Jesus’ baptism is one of the most clear depictions of the Trinity in all of the Bible with all members present. The Father is speaking from heaven, the Spirit is descending in bodily form like a dove, and Jesus himself is the one being baptized. Explaining how all three of the members of the Trinity are all God at the same time yet three distinct persons is something that theologians have grappled with for years. The Bible doesn’t have a detailed explanation of the Trinity. In fact, the word “Trinity” doesn’t even appear in the Bible. Analogies are often employed, but as with most all analogies they break down at some point. Reconciling how God can be three district persons where each person is co-equal and uncreated, yet one being at the same time is difficult. Many attempts that try to rationalize the Trinity resulted in heretical view of God . A few include:

  • Modalism: God is manifested in different “modes” rather than having three persons of the Trinity.
  • Tritheism: This suggests that the Father, the Son, and the Holy Spirit are three different gods.
  • Arianism and Macedonianism: the Father is God and Jesus (in Arianism) and the Holy Spirit (in Macedonianism) are created beings.
  • Partialism: This teaches that the members of the trinity are only “parts” of God and they don’t become God until they all come together.

The Early church fathers, while not having a clear explanation of the Trinity affirmed it as a core doctrine of the Christian faith because the scriptures present all members of the Trinity as divine, co-equal, co-eternal, and uncreated. But while they did not have an explanation, they did express the Trinity as “three persons” and “one essence” to serve as a bright-line to weed out heresy. Any view that either separated God into parts such that there was more than one essence or diminish one or more members of the Trinity to a lower status or thing such that one or more of the persons were excluded from the Trinity would be labelled a heresy. This expression of the Trinity has withstood the test of time and is considered the orthodox view of God by Christians across multiple denominations.

While Jesus was on earth, he didn’t surrender his divinity or become a lesser being. He enjoyed the intimate fellowship with the other members of the Trinity on earth as he did while he was with them in heaven. Nevertheless, Jesus made prayer a priority in his life. He did this not because he needed to pray, rather because the this was an opportunity to have uninterrupted, unbroken, and unfettered fellowship with the ones who loved him and who he loved. The awesome part of this though is that the love of the Father, the Son, and the Holy Spirit isn’t exclusive to the Trinity. The Holy Spirit indwells every believer, which draws believers into an intimate relationship with God. And spiritual disciplines like prayer, meditation, and time spent with God draw one into closer relationship with God too. For this reason, Christians ought to make personal time with God a priority so they can be in an intimate relationship with God.
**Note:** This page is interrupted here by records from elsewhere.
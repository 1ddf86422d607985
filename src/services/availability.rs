//! Slot computation: which start times can a service be booked at on a date.
//!
//! Everything here works on plain data. Reads happen once through a
//! [`ScheduleSource`] into a [`ScheduleSnapshot`]; the resolver then derives slots
//! without touching the store again. The result is advisory: it is only valid at read
//! time and the booking insert has to check it again.

use anyhow::Context;
use chrono::{Duration, NaiveDate, NaiveDateTime, NaiveTime};

use crate::models::opening_hours::weekday_index;
use crate::models::{
    Booking, DateOverride, DaySlots, DayWindow, OpeningWindow, Service, WeeklyHours,
};

/// Read access to the reference data and bookings the resolver needs.
pub trait ScheduleSource {
    fn weekly_defaults(&self) -> anyhow::Result<Vec<WeeklyHours>>;

    /// Overrides for dates in `[from, to]`.
    fn overrides_between(&self, from: NaiveDate, to: NaiveDate)
        -> anyhow::Result<Vec<DateOverride>>;

    /// Confirmed bookings whose interval overlaps `[from, to)`.
    fn confirmed_bookings_between(
        &self,
        from: NaiveDateTime,
        to: NaiveDateTime,
    ) -> anyhow::Result<Vec<Booking>>;
}

/// Reference data and bookings for a range of days, read in one go.
#[derive(Debug, Clone, Default)]
pub struct ScheduleSnapshot {
    pub weekly: Vec<WeeklyHours>,
    pub overrides: Vec<DateOverride>,
    pub bookings: Vec<Booking>,
}

impl ScheduleSnapshot {
    pub fn load<S: ScheduleSource + ?Sized>(
        source: &S,
        first_day: NaiveDate,
        last_day: NaiveDate,
    ) -> anyhow::Result<Self> {
        let from = first_day.and_time(NaiveTime::MIN);
        let to = last_day
            .succ_opt()
            .with_context(|| format!("no calendar day after {last_day}"))?
            .and_time(NaiveTime::MIN);

        Ok(Self {
            weekly: source.weekly_defaults()?,
            overrides: source.overrides_between(first_day, last_day)?,
            bookings: source.confirmed_bookings_between(from, to)?,
        })
    }

    pub fn window_for(&self, date: NaiveDate) -> DayWindow {
        resolve_day_window(date, &self.weekly, &self.overrides)
    }
}

impl ScheduleSource for ScheduleSnapshot {
    fn weekly_defaults(&self) -> anyhow::Result<Vec<WeeklyHours>> {
        Ok(self.weekly.clone())
    }

    fn overrides_between(
        &self,
        from: NaiveDate,
        to: NaiveDate,
    ) -> anyhow::Result<Vec<DateOverride>> {
        Ok(self
            .overrides
            .iter()
            .filter(|o| o.date >= from && o.date <= to)
            .cloned()
            .collect())
    }

    fn confirmed_bookings_between(
        &self,
        from: NaiveDateTime,
        to: NaiveDateTime,
    ) -> anyhow::Result<Vec<Booking>> {
        Ok(self
            .bookings
            .iter()
            .filter(|b| b.status.blocks_availability() && b.overlaps(from, to))
            .cloned()
            .collect())
    }
}

/// Effective opening window for `date`.
///
/// An override for the date replaces the weekly default entirely; fields are never
/// merged. An override is only open when it is not flagged closed and carries both
/// times. Without an override the weekday default applies, and a missing default is a
/// closed day.
pub fn resolve_day_window(
    date: NaiveDate,
    weekly_defaults: &[WeeklyHours],
    overrides: &[DateOverride],
) -> DayWindow {
    if let Some(ov) = overrides.iter().find(|o| o.date == date) {
        return match (ov.closed, ov.open_time, ov.close_time) {
            (false, Some(open), Some(close)) => DayWindow::Open(OpeningWindow { open, close }),
            _ => DayWindow::Closed,
        };
    }

    let weekday = weekday_index(date);
    match weekly_defaults.iter().find(|h| h.weekday == weekday) {
        Some(hours) if !hours.closed => DayWindow::Open(OpeningWindow {
            open: hours.open_time,
            close: hours.close_time,
        }),
        _ => DayWindow::Closed,
    }
}

/// Bookable start times on `date`, in ascending order.
///
/// Candidates start at opening time and advance by `step_minutes`. A candidate spans
/// the service's effective duration and must end no later than closing time. It is
/// dropped when it overlaps a confirmed booking (half-open intervals, touching ends are
/// fine) or when it does not start strictly after `now`, so a date before today
/// yields nothing.
///
/// The returned iterator is lazy and owns no state beyond its cursor; clone it to
/// restart from the first slot.
pub fn generate_slots<'a>(
    date: NaiveDate,
    window: DayWindow,
    service: &Service,
    bookings: &'a [Booking],
    step_minutes: u32,
    now: NaiveDateTime,
) -> Slots<'a> {
    let (Some(window), Some(duration)) = (window.opening(), service.effective_duration()) else {
        return Slots::empty(bookings, now);
    };
    if step_minutes == 0 {
        return Slots::empty(bookings, now);
    }

    Slots {
        cursor: date.and_time(window.open),
        close: date.and_time(window.close),
        duration,
        step: Duration::minutes(step_minutes as i64),
        bookings,
        now,
        done: false,
    }
}

#[derive(Debug, Clone)]
pub struct Slots<'a> {
    cursor: NaiveDateTime,
    close: NaiveDateTime,
    duration: Duration,
    step: Duration,
    bookings: &'a [Booking],
    now: NaiveDateTime,
    done: bool,
}

impl<'a> Slots<'a> {
    fn empty(bookings: &'a [Booking], now: NaiveDateTime) -> Self {
        Self {
            cursor: now,
            close: now,
            duration: Duration::zero(),
            step: Duration::zero(),
            bookings,
            now,
            done: true,
        }
    }

    fn conflicts(&self, start: NaiveDateTime, end: NaiveDateTime) -> bool {
        self.bookings
            .iter()
            .any(|b| b.status.blocks_availability() && b.overlaps(start, end))
    }
}

impl Iterator for Slots<'_> {
    type Item = NaiveDateTime;

    fn next(&mut self) -> Option<NaiveDateTime> {
        while !self.done {
            let start = self.cursor;
            let Some(end) = start
                .checked_add_signed(self.duration)
                .filter(|end| *end <= self.close)
            else {
                self.done = true;
                break;
            };
            match start.checked_add_signed(self.step) {
                Some(next) => self.cursor = next,
                None => self.done = true,
            }

            if start <= self.now || self.conflicts(start, end) {
                continue;
            }
            return Some(start);
        }
        None
    }
}

/// Computes slots for a service over a [`ScheduleSnapshot`].
pub struct AvailabilityResolver<'a> {
    snapshot: &'a ScheduleSnapshot,
    step_minutes: u32,
    now: NaiveDateTime,
}

impl<'a> AvailabilityResolver<'a> {
    pub fn new(snapshot: &'a ScheduleSnapshot, step_minutes: u32, now: NaiveDateTime) -> Self {
        Self {
            snapshot,
            step_minutes,
            now,
        }
    }

    pub fn slots(&self, service: &Service, date: NaiveDate) -> Slots<'a> {
        generate_slots(
            date,
            self.snapshot.window_for(date),
            service,
            &self.snapshot.bookings,
            self.step_minutes,
            self.now,
        )
    }

    pub fn slots_on(&self, service: &Service, date: NaiveDate) -> DaySlots {
        DaySlots {
            date,
            slots: self.slots(service, date).collect(),
        }
    }

    pub fn has_availability(&self, service: &Service, date: NaiveDate) -> bool {
        self.slots(service, date).next().is_some()
    }

    /// First day in `[start_date, start_date + search_days)` with at least one slot.
    ///
    /// Days are scanned in ascending order. `limit` truncates the returned slots;
    /// `None` returns the whole day.
    pub fn find_next_available(
        &self,
        service: &Service,
        start_date: NaiveDate,
        search_days: u32,
        limit: Option<usize>,
    ) -> Option<DaySlots> {
        (0..search_days as i64)
            .map_while(|offset| start_date.checked_add_signed(Duration::days(offset)))
            .find_map(|date| {
                let mut slots = self.slots(service, date).peekable();
                slots.peek()?;
                let slots = match limit {
                    Some(n) => slots.take(n).collect(),
                    None => slots.collect(),
                };
                Some(DaySlots { date, slots })
            })
    }
}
Lord, draw me close to you!

Luke 3:15-20: Minimize Me

Read: Luke 3:15-20

John the Baptist knew his place when it came to Jesus. He was well respected and revered as a prophet by the people that were coming to be baptized, and many thought that he may be the Messiah. In spite of all this, John humbled himself and used whatever authority and influence he had to point people to Jesus. John says of Jesus that he is not worthy to undo the thong of his sandal, which was considered a lowly task generally performed for the lowliest servant when guests came to one’s house.

John’s message was called “good news” yet Luke depicts Jesus as one with a winnowing fork. The winnowing fork was an instrument used to separate the wheat from the chaff, and the chaff was carried away by the wind and burned in fire. John speaks of Jesus baptizing by the Holy Spirit and my fire. Baptism of the Holy Spirit – that is receiving the Holy Spirit – is something that happens to all who believe when they become Christians. The Holy Spirit indwells all believers (John 2:20; 1 Corinthians 12:13). The allusion to fire though is not clear. It could either be a prophetic statement about what happened at Pentecost (Acts 2:1-4) or a reference judgment that will come. In the context, the latter makes more sense because John is talking about Jesus separating the wheat from the chaff, and burning the chaff.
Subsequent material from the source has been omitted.